One of the major issues for carriers in these asbestos bankruptcies is the potential for radical acceleration of their obligation to pay. Whether in a pre-pack or in a traditional bankruptcy, the asbestos claims are funneled into a trust, which thenceforth makes payment. An important issue from the perspective of insurance companies is that some courts have held, following a Seventh Circuit decision, UNR Indus. Inc. v. Continental Cas. Co., 942 F.2d 1101 (7th Cir. 1991), that upon the creation of the trust the obligations of the insurance companies become due immediately. But cf. Amatex Corp. v. Aetna Cas. & Sur. Co., 97 B.R. 220 (Bankr. E.D. Pa.), aff’d, 102 B.R. 411 (E.D. Pa.), aff’d, 908 F.2d 961 (3d Cir.). So, if the policyholder-debtor anticipates $250 million of claims in the future, once the trust is created the carriers have a present obligation to perform and pay the $250 million, even though the trust itself won’t make immediate payment to individual claimants. For example, a carrier who sits above $200 million in underlying coverage could expect that given an asbestos claim burden of say $25 million a year, it would not be called upon to pay until another decade passes. However, under the Seventh Circuit’s theory, because the insured’s obligation to the creditor class of tort claimants is satisfied and extinguished upon the creation of the trust, that excess carrier’s obligation to pay becomes immediately due.
Because the stakes for insurers in these asbestos bankruptcies are so high, it is in the insurers’ interest to object to the plan and to engage in various tactics designed to gum up the works, including recently challenging whether insurance counsel for the insured can properly represent it.
The Third Circuit in a recent case, In Re Congoleum (3d Cir. Oct. 13, 2005), held that a lawfirm would not be able to continue to serve as counsel, holding that (i) it was important to allow early appellate review of such questions because after a plan was confirmed it would not be likely that the proceeding would be sent back to square one due to the improper selection of counsel and (ii) counsel for the insurance companies had adequate standing to raise questions of conflict of interest of the policyholder’s counsel, due to their independent duty to the court and as members of the bar. The court did not find it necessary to reach the question whether the insurance companies themselves had standing to object to counsel selected by the debtor/policyholder and approved by the principal creditors (the tort claimants).
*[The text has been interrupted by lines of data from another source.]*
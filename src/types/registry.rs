//! Type registry
//!
//! Maps each type tag to a value predicate and resolves structure
//! references through a [`StructResolver`]. The registry is built once at
//! startup and read-only afterwards, so it can be shared between threads
//! without locking.

use std::collections::HashMap;
use std::fmt;
use std::sync::Arc;

use super::descriptor::StructDescriptor;
use super::errors::{TypeError, TypeResult};
use super::resolver::StructResolver;
use super::tag::TypeTag;
use super::value::Value;

/// Value predicate for a primitive type tag
pub type Predicate = fn(&Value) -> bool;

fn is_any(_: &Value) -> bool {
    true
}

fn is_string(v: &Value) -> bool {
    matches!(v, Value::String(_))
}

fn is_atom(v: &Value) -> bool {
    matches!(v, Value::Atom(_))
}

fn is_boolean(v: &Value) -> bool {
    matches!(v, Value::Bool(_))
}

fn is_integer(v: &Value) -> bool {
    matches!(v, Value::Integer(_))
}

fn is_float(v: &Value) -> bool {
    matches!(v, Value::Float(_))
}

fn is_list(v: &Value) -> bool {
    matches!(v, Value::List(_))
}

fn is_map(v: &Value) -> bool {
    matches!(v, Value::Map(_) | Value::Struct(_))
}

fn is_global(v: &Value) -> bool {
    matches!(v, Value::Map(_))
}

/// Resolves type tags and structure references for validation.
pub struct TypeRegistry {
    predicates: HashMap<TypeTag, Predicate>,
    resolver: Box<dyn StructResolver>,
}

impl TypeRegistry {
    /// Creates a registry with the built-in predicates.
    pub fn new(resolver: impl StructResolver + 'static) -> Self {
        let predicates: [(TypeTag, Predicate); 9] = [
            (TypeTag::Any, is_any),
            (TypeTag::String, is_string),
            (TypeTag::Atom, is_atom),
            (TypeTag::Boolean, is_boolean),
            (TypeTag::Integer, is_integer),
            (TypeTag::Float, is_float),
            (TypeTag::List, is_list),
            (TypeTag::Map, is_map),
            (TypeTag::Global, is_global),
        ];

        Self {
            predicates: predicates.into_iter().collect(),
            resolver: Box::new(resolver),
        }
    }

    /// Replaces the predicate of a primitive tag.
    ///
    /// The `struct` predicate depends on the referenced structure and
    /// cannot be replaced.
    pub fn with_predicate(mut self, tag: TypeTag, predicate: Predicate) -> TypeResult<Self> {
        if tag.is_struct() {
            return Err(TypeError::ReservedTag(tag.as_str().to_string()));
        }
        self.predicates.insert(tag, predicate);
        Ok(self)
    }

    /// Resolves a raw type tag.
    pub fn resolve_type(&self, tag: &str) -> TypeResult<TypeTag> {
        tag.parse()
    }

    /// Resolves a structure name to its descriptor.
    pub fn resolve_struct(&self, name: &str) -> TypeResult<Arc<StructDescriptor>> {
        self.resolver
            .resolve(name)
            .ok_or_else(|| TypeError::StructNotFound(name.to_string()))
    }

    /// Returns true if `value` satisfies `tag`.
    ///
    /// For `struct` the value must be an instance of the structure named by
    /// `struct_name`; an absent or unresolvable name matches nothing.
    pub fn matches(&self, tag: TypeTag, struct_name: Option<&str>, value: &Value) -> bool {
        if tag.is_struct() {
            return struct_name
                .and_then(|name| self.resolver.resolve(name))
                .map_or(false, |descriptor| descriptor.is_instance(value));
        }

        self.predicates
            .get(&tag)
            .map_or(false, |predicate| predicate(value))
    }

    /// The canonical empty instance of a structure.
    pub fn empty_instance(&self, descriptor: &StructDescriptor) -> Value {
        descriptor.empty_instance()
    }
}

impl fmt::Debug for TypeRegistry {
    fn fmt(&self, f: &mut fmt::Formatter<'_>) -> fmt::Result {
        let mut tags: Vec<&str> = self.predicates.keys().map(|t| t.as_str()).collect();
        tags.sort_unstable();
        f.debug_struct("TypeRegistry")
            .field("predicates", &tags)
            .finish_non_exhaustive()
    }
}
In the particular case, the lawfirm had been involved in negotiating the claims resolutions and claim-value matrix pre-petition and worked ultimately as co-counsel with the asbestos-plaintiffs’ counsel, due to the shared objective of wringing the maximum amount of money out of the insurance program. Nevertheless, because the settlement permitted the tort claimants to renew their claims against the debtor in the event that insurance money was unavailable and the close ties between the debtor’s coverage counsel and the plaintiffs’ lawyers led the court to conclude that counsel had a conflict of interest.
The lawfirm had sought to disclose its differing relationships in its retention letter, but the court questioned whether the disclosures were adequate and whether it had received appropriate and knowing waivers from all concerned. Moreover, the court found that given counsel’s broad-ranging role the conflicts questions could not necessarily be resolved by private waivers, due to the bankruptcy code’s requirement that counsel be disinterested (an objective standard policed by the courts).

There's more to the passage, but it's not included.